> _Try it_
Return the entries in full, exactly as written.

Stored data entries
★ ★ ★ ★ ★ ★ ★
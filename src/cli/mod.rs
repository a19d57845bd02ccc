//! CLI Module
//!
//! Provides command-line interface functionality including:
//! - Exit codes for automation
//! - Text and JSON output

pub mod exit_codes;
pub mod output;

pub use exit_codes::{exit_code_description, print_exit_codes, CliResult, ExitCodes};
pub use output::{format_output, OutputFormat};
★ ★ ★ ★ ★ ★ ★
> _Reply to the exercise_
filename src/cli/mod.rs
repository a19d57845bd02ccc
//! CLI Module
//!
//! Provides command-line interface functionality including:
//! - Exit codes for automation
//! - Text and JSON output

pub mod exit_codes;
pub mod output;

pub use exit_codes::{exit_code_description, print_exit_codes, CliResult, ExitCodes};
pub use output::{format_output, OutputFormat};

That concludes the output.